Cherreads

Chapter 4 - MÜHÜRLENMİŞ KADER

Her evin gecesi vardır. Sessizliğiyle insanın içine işleyen, duvarların bile nefesini tuttuğu geceler…

Bizim evin gecesi ise hiçbir zaman sessiz değildi. İçeriden silah sesleri gelmese bile, gölgelerin içinde yankılanan fısıltılar vardı. Ölümün adımları, kanın kokusu, ihaneti saklayan nefesler…

Ben bu seslerle büyüdüm.

O yüzden artık duyamıyordum.

Ama o gece, Hazal'ın sesini duyuyordum. İçimde çınlayan tek şey onun cümlesiydi: "Doktor olmama engel olmayacaksınız…"

Sanki zihnime kazınmıştı. O masada, gözlerimin içine dik dik bakan o kız, benim bütün geçmişimi unutturacak kadar güçlü bir iz bırakmıştı.

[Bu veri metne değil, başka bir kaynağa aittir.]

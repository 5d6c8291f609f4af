mod frame_loop;
mod orchestrator;
mod runtime;
mod session;
mod shutdown;
mod startup;
mod state;
mod types;

#[cfg(test)]
mod tests;

pub use frame_loop::FrameLoop;
pub use orchestrator::LinecountOrchestrator;
pub use session::Session;
pub use types::{ComponentState, LoopControl, ShutdownReason};
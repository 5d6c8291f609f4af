use super::region::DetectedRegion;
use serde::{Deserialize, Serialize};
use tracing::{debug, info};

/// Outcome of offering one region to the counter
#[derive(Debug, Clone, Copy, PartialEq, Eq, Serialize, Deserialize)]
pub enum RegionVerdict {
    /// Crossed the line and was counted this frame
    Counted,
    /// Near a position counted in this or the previous frame
    Duplicate,
    /// Bottom edge has not reached the counting line
    AboveLine,
}

/// Horizontal positions counted in the current and previous frame
#[derive(Debug, Clone, Default)]
pub struct PositionMemory {
    current_gen: Vec<i64>,
    past_gen: Vec<i64>,
}

impl PositionMemory {
    pub fn new() -> Self {
        Self::default()
    }

    /// True if `centroid_x` is within `delta` of any remembered position
    pub fn is_duplicate(&self, centroid_x: i64, delta: i64) -> bool {
        self.current_gen
            .iter()
            .chain(self.past_gen.iter())
            .any(|&v| (centroid_x - v).abs() <= delta)
    }

    pub fn record(&mut self, centroid_x: i64) {
        self.current_gen.push(centroid_x);
    }

    /// Current generation becomes the past one; older positions are forgotten
    pub fn rollover(&mut self) {
        self.past_gen = std::mem::take(&mut self.current_gen);
    }

    pub fn current(&self) -> &[i64] {
        &self.current_gen
    }

    pub fn past(&self) -> &[i64] {
        &self.past_gen
    }
}

/// Counts regions whose bottom edge passes the counting line
#[derive(Debug, Clone, Default)]
pub struct LineCounter {
    count: u64,
    memory: PositionMemory,
}

impl LineCounter {
    pub fn new() -> Self {
        Self::default()
    }

    pub fn count(&self) -> u64 {
        self.count
    }

    pub fn memory(&self) -> &PositionMemory {
        &self.memory
    }

    /// Offer one frame's regions, in order, and return a verdict for each.
    ///
    /// A region counted earlier in the same frame suppresses later regions
    /// near the same position.
    pub fn process(
        &mut self,
        regions: &[DetectedRegion],
        counting_line: i64,
        delta: i64,
    ) -> Vec<RegionVerdict> {
        regions
            .iter()
            .map(|region| self.offer(region, counting_line, delta))
            .collect()
    }

    fn offer(&mut self, region: &DetectedRegion, counting_line: i64, delta: i64) -> RegionVerdict {
        if self.memory.is_duplicate(region.centroid_x, delta) {
            return RegionVerdict::Duplicate;
        }
        if region.bounding_box.bottom() <= counting_line {
            return RegionVerdict::AboveLine;
        }

        self.count += 1;
        self.memory.record(region.centroid_x);
        debug!(
            "Counted region at x={} (bottom {}), total {}",
            region.centroid_x,
            region.bounding_box.bottom(),
            self.count
        );
        RegionVerdict::Counted
    }

    /// Close the frame; must be called once per frame after `process`
    pub fn end_frame(&mut self) {
        self.memory.rollover();
    }

    /// Zero the count. Remembered positions are kept.
    pub fn reset(&mut self) {
        info!("Counter reset from {}", self.count);
        self.count = 0;
    }
}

Babam sustuğunda anladım. Onun kabul etmediğini, aslında içten içe istemediğini biliyordum. Ama ben kabul etmiştim.

Çünkü bu evlilik, benim oyunuma hizmet ediyordu.

Evet, bu benim planımdı. Onu sadece korumak için değil, kendi hesaplarım için de istemiştim. Belki babama karşı bir hamleydi, belki de kendi bağımsızlığımı ilan etmekti.

Ama kendime ne kadar yalan söylesem de, derinlerde başka bir şey vardı: Hazal'ın gözleri.

Onun bakışında gördüğüm şey, bana çocukluğumda hiç sahip olamadığım bir şeyi hatırlattı: Saflık.

Benim dünyamda saflık ölümdür.

Saf olan kolayca kaybolur, yok edilir.

Ama Hazal, o masada bana meydan okuyarak saflığın da savaşabileceğini gösterdi.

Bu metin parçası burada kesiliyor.